• What you need to do:
Set down the lines of the data exactly, starting at the first and stopping after the line containing "is always visible.".

[Collected data]
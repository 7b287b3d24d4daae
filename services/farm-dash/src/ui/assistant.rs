// services/farm-dash/src/ui/assistant.rs
//
// Recommendation list beside the chat transcript. The transcript is
// bottom-anchored: the newest message is always visible.

use farmkit::theme::{priority_color, Palette};
use farmkit::types::{ChatMessage, Sender};
use ratatui::{prelude::*, widgets::*};

use super::components::{self, color};
use crate::app::{App, InputMode};

pub fn draw(frame: &mut Frame, area: Rect, app: &App, palette: &Palette) {
    let [recommendations, chat] =
        Layout::horizontal([Constraint::Percentage(45), Constraint::Percentage(55)]).areas(area);

    draw_recommendations(frame, recommendations, app, palette);

    let [transcript, input] = Layout::vertical([Constraint::Min(3), Constraint::Length(3)]).areas(chat);
    draw_transcript(frame, transcript, app, palette);
    draw_input(frame, input, app, palette);
}

fn draw_recommendations(frame: &mut Frame, area: Rect, app: &App, palette: &Palette) {
    let muted = Style::default().fg(color(palette.muted));
    let mut lines = Vec::new();

    for rec in app.session.dashboard.recommendations.iter().skip(app.scroll_offset) {
        let tint = color(priority_color(rec.priority));
        lines.push(Line::from(vec![
            Span::styled(format!(" {} ", rec.priority.label()), Style::default().fg(tint).bold()),
            Span::styled(rec.title.clone(), Style::default().fg(color(palette.heading)).bold()),
        ]));
        lines.push(Line::from(Span::raw(rec.description.clone())));
        lines.push(Line::from(vec![
            Span::styled(format!("{} | {}% confidence | ", rec.category, rec.confidence), muted),
            Span::styled(rec.expected_benefit.clone(), Style::default().fg(tint)),
        ]));
        lines.push(Line::from(Span::styled(format!("Impact: {}", rec.impact), muted)));
        lines.push(Line::from(""));
    }

    let paragraph = Paragraph::new(lines)
        .block(components::card("AI Recommendations", palette))
        .wrap(Wrap { trim: true });

    frame.render_widget(paragraph, area);
}

fn draw_transcript(frame: &mut Frame, area: Rect, app: &App, palette: &Palette) {
    let dashboard = &app.session.dashboard;
    let block = components::card(&format!("Chat ({} messages)", dashboard.chat.len()), palette);
    let inner = block.inner(area);
    frame.render_widget(block, area);

    // Bubbles take at most three quarters of the transcript width
    let bubble_width = (inner.width * 3 / 4).max(10).min(inner.width);

    // Newest first, stacked upwards from the bottom edge
    let mut bottom = inner.bottom();
    for message in dashboard.chat.iter().rev() {
        if bottom <= inner.y {
            break;
        }
        bottom = draw_message(frame, inner, bottom, bubble_width, message, palette);
    }
}

/// Draws one message whose spacer row ends at `bottom` and returns the
/// first row it occupies. A message cut off at the top keeps its tail.
fn draw_message(
    frame: &mut Frame,
    inner: Rect,
    bottom: u16,
    bubble_width: u16,
    message: &ChatMessage,
    palette: &Palette,
) -> u16 {
    let (who, bg, fg, alignment) = match message.sender {
        Sender::User => ("You", palette.chat_user_bg, palette.chat_user_text, Alignment::Right),
        Sender::Assistant => (
            "Assistant",
            palette.chat_assistant_bg,
            palette.chat_assistant_text,
            Alignment::Left,
        ),
    };

    let text = Paragraph::new(message.text.clone())
        .style(Style::default().fg(color(fg)))
        .wrap(Wrap { trim: true });
    let text_height = text
        .line_count(bubble_width.saturating_sub(2).max(1))
        .min(u16::MAX as usize) as u16;

    let text_bottom = bottom.saturating_sub(1);
    let text_top = text_bottom.saturating_sub(text_height).max(inner.y);
    let x = match alignment {
        Alignment::Right => inner.right() - bubble_width,
        _ => inner.x,
    };
    let bubble = Rect::new(x, text_top, bubble_width, text_bottom - text_top);

    if bubble.height > 0 {
        let hidden = text_height - bubble.height;
        frame.render_widget(Block::new().style(Style::default().bg(color(bg))), bubble);
        frame.render_widget(
            text.scroll((hidden, 0)),
            bubble.inner(Margin {
                horizontal: 1,
                vertical: 0,
            }),
        );
    }

    if text_top <= inner.y {
        return inner.y;
    }
    let header = Rect::new(inner.x, text_top - 1, inner.width, 1);
    frame.render_widget(
        Paragraph::new(Span::styled(
            format!("{} {}", who, message.timestamp.format("%H:%M")),
            Style::default().fg(color(palette.muted)),
        ))
        .alignment(alignment),
        header,
    );
    header.y
}

fn draw_input(frame: &mut Frame, area: Rect, app: &App, palette: &Palette) {
    let editing = app.mode == InputMode::Chat;
    let input = &app.session.dashboard.chat_input;

    let (text, style) = if editing {
        (format!("{}_", input), Style::default().fg(color(palette.text)))
    } else if input.is_empty() {
        (
            "Press [I] to ask about crops, weather or pests".to_string(),
            Style::default().fg(color(palette.muted)),
        )
    } else {
        (input.clone(), Style::default().fg(color(palette.muted)))
    };

    let mut block = components::card("Message", palette);
    if editing {
        block = block.border_style(Style::default().fg(color(palette.accent)));
    }

    frame.render_widget(Paragraph::new(Span::styled(text, style)).block(block), area);
}

#[cfg(test)]
mod tests {
    use super::*;
    use chrono::Local;
    use farmkit::mock::MockDataGenerator;
    use farmkit::{DashboardConfig, Session};
    use ratatui::backend::TestBackend;

    fn app_with_chat(texts: &[(Sender, &str)]) -> App {
        let session = Session::with_generator(&DashboardConfig::default(), MockDataGenerator::seeded(3));
        let mut app = App::new(session, std::env::temp_dir());
        app.session.dashboard.chat = texts
            .iter()
            .enumerate()
            .map(|(i, (sender, text))| ChatMessage {
                id: i as u64 + 1,
                sender: *sender,
                text: text.to_string(),
                timestamp: Local::now(),
            })
            .collect();
        app
    }

    fn transcript_rows(app: &App, width: u16, height: u16) -> Vec<String> {
        let mut terminal = Terminal::new(TestBackend::new(width, height)).unwrap();
        terminal
            .draw(|frame| draw_transcript(frame, frame.area(), app, &app.session.dashboard.theme.palette()))
            .unwrap();
        let buffer = terminal.backend().buffer();
        (0..height)
            .map(|y| (0..width).map(|x| buffer[(x, y)].symbol()).collect())
            .collect()
    }

    #[tokio::test(start_paused = true)]
    async fn test_long_message_wraps_inside_bubble() {
        let app = app_with_chat(&[(Sender::Assistant, "check soil moisture before the next irrigation cycle")]);

        let rows = transcript_rows(&app, 30, 12);

        // 28 inner columns, 21 wide bubble, 19 wide text
        assert!(rows.iter().any(|r| r.contains("check soil moisture")));
        assert!(rows.iter().any(|r| r.contains("irrigation cycle")));
        assert!(rows.iter().any(|r| r.contains("Assistant")));
    }

    #[tokio::test(start_paused = true)]
    async fn test_newest_message_stays_visible() {
        let app = app_with_chat(&[
            (Sender::Assistant, "first"),
            (Sender::User, "second"),
            (Sender::Assistant, "third"),
            (Sender::User, "latest question"),
        ]);

        let screen = transcript_rows(&app, 40, 8).concat();

        // Border plus six rows: only the last two messages fit
        assert!(screen.contains("latest question"));
        assert!(screen.contains("third"));
        assert!(!screen.contains("first"));
    }
}
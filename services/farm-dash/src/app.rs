// services/farm-dash/src/app.rs
//
// TUI-side state wrapped around the farm session: input mode, the settings
// draft, the status line and scroll position.

use std::path::PathBuf;

use farmkit::shell::Overlay;
use farmkit::types::Role;
use farmkit::{Session, Tab};
use tracing::{error, info};

#[derive(Debug, Clone, Copy, PartialEq, Eq)]
pub enum InputMode {
    /// Keys navigate tabs and trigger actions
    Normal,
    /// Keys edit the chat input line
    Chat,
    /// Keys edit the open form overlay; `field` is the focused input
    Form { field: usize },
    /// Keys edit the settings profile draft
    Profile { field: usize },
}

#[derive(Debug, Clone, PartialEq)]
pub struct ProfileDraft {
    pub name: String,
    pub role: Role,
}

pub struct App {
    pub session: Session,
    pub mode: InputMode,
    pub profile_draft: Option<ProfileDraft>,
    pub status: Option<String>,
    pub scroll_offset: usize,
    pub export_dir: PathBuf,
    pub last_export: Option<PathBuf>,
    pub should_quit: bool,
}

pub const CROP_FORM_FIELDS: [&str; 5] = ["Name*", "Variety*", "Stage", "Area (ha)", "Expected Harvest"];
pub const MEMBER_FORM_FIELDS: [&str; 3] = ["Name*", "Role", "Email*"];
pub const PROFILE_FIELDS: [&str; 2] = ["Name", "Role"];

/// Index of the role selector in the member form
pub const MEMBER_ROLE_FIELD: usize = 1;

impl App {
    pub fn new(session: Session, export_dir: PathBuf) -> Self {
        Self {
            session,
            mode: InputMode::Normal,
            profile_draft: None,
            status: None,
            scroll_offset: 0,
            export_dir,
            last_export: None,
            should_quit: false,
        }
    }

    pub fn set_status(&mut self, message: impl Into<String>) {
        self.status = Some(message.into());
    }

    pub fn clear_status(&mut self) {
        self.status = None;
    }

    pub fn scroll_up(&mut self) {
        self.scroll_offset = self.scroll_offset.saturating_sub(1);
    }

    pub fn scroll_down(&mut self) {
        if self.scroll_offset < self.scroll_limit() {
            self.scroll_offset += 1;
        }
    }

    /// Furthest item offset the active panel can scroll to; panels without
    /// a scrolling list stay at zero
    pub fn scroll_limit(&self) -> usize {
        let dashboard = &self.session.dashboard;
        let items = match dashboard.active_tab {
            Tab::Crops => dashboard.crops.len(),
            Tab::Risks => dashboard.risk.factors.len(),
            Tab::Assistant => dashboard.recommendations.len(),
            _ => 0,
        };
        items.saturating_sub(1)
    }

    pub fn export(&mut self) {
        match self.session.export(&self.export_dir) {
            Ok(path) => {
                self.set_status(format!("Exported to {}", path.display()));
                self.last_export = Some(path);
            }
            Err(e) => {
                error!("Export failed: {}", e);
                self.set_status(format!("Export failed: {}", e));
            }
        }
    }

    pub fn begin_profile_edit(&mut self) {
        let profile = &self.session.dashboard.profile;
        self.profile_draft = Some(ProfileDraft {
            name: profile.name.clone(),
            role: profile.role,
        });
        self.mode = InputMode::Profile { field: 0 };
    }

    pub fn save_profile(&mut self) {
        if let Some(draft) = self.profile_draft.take() {
            self.session.dashboard.update_profile(&draft.name, draft.role);
            self.set_status("Profile saved");
        }
        self.mode = InputMode::Normal;
    }

    pub fn cancel_profile_edit(&mut self) {
        self.profile_draft = None;
        self.mode = InputMode::Normal;
    }

    pub fn open_crop_form(&mut self) {
        self.session.dashboard.open_add_crop();
        self.mode = InputMode::Form { field: 0 };
    }

    pub fn open_member_form(&mut self) {
        self.session.dashboard.open_add_member();
        self.mode = InputMode::Form { field: 0 };
    }

    /// Submit the open form. Incomplete forms stay open without comment.
    pub fn submit_form(&mut self) {
        if self.session.dashboard.submit_overlay() {
            info!("Form accepted");
            self.mode = InputMode::Normal;
        }
    }

    pub fn close_overlay(&mut self) {
        self.session.dashboard.close_overlay();
        self.mode = InputMode::Normal;
    }

    /// Number of inputs in the open form overlay
    pub fn form_len(&self) -> usize {
        match &self.session.dashboard.overlay {
            Some(Overlay::AddCrop(_)) => CROP_FORM_FIELDS.len(),
            Some(Overlay::AddMember(_)) => MEMBER_FORM_FIELDS.len(),
            _ => 0,
        }
    }

    /// Text buffer behind a form input; `None` for non-text inputs
    pub fn form_text_mut(&mut self, field: usize) -> Option<&mut String> {
        match self.session.dashboard.overlay.as_mut()? {
            Overlay::AddCrop(form) => match field {
                0 => Some(&mut form.name),
                1 => Some(&mut form.variety),
                2 => Some(&mut form.stage),
                3 => Some(&mut form.area),
                4 => Some(&mut form.expected_harvest),
                _ => None,
            },
            Overlay::AddMember(form) => match field {
                0 => Some(&mut form.name),
                2 => Some(&mut form.email),
                _ => None,
            },
            Overlay::Sos { .. } => None,
        }
    }

    pub fn cycle_member_role(&mut self) {
        if let Some(Overlay::AddMember(form)) = self.session.dashboard.overlay.as_mut() {
            form.role = form.role.next();
        }
    }
}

• Result:
repository 7b287b3d24d4daae
filename services/farm-dash/src/ui/assistant.rs
// services/farm-dash/src/ui/assistant.rs
//
// Recommendation list beside the chat transcript. The transcript is
// bottom-anchored: the newest message is always visible.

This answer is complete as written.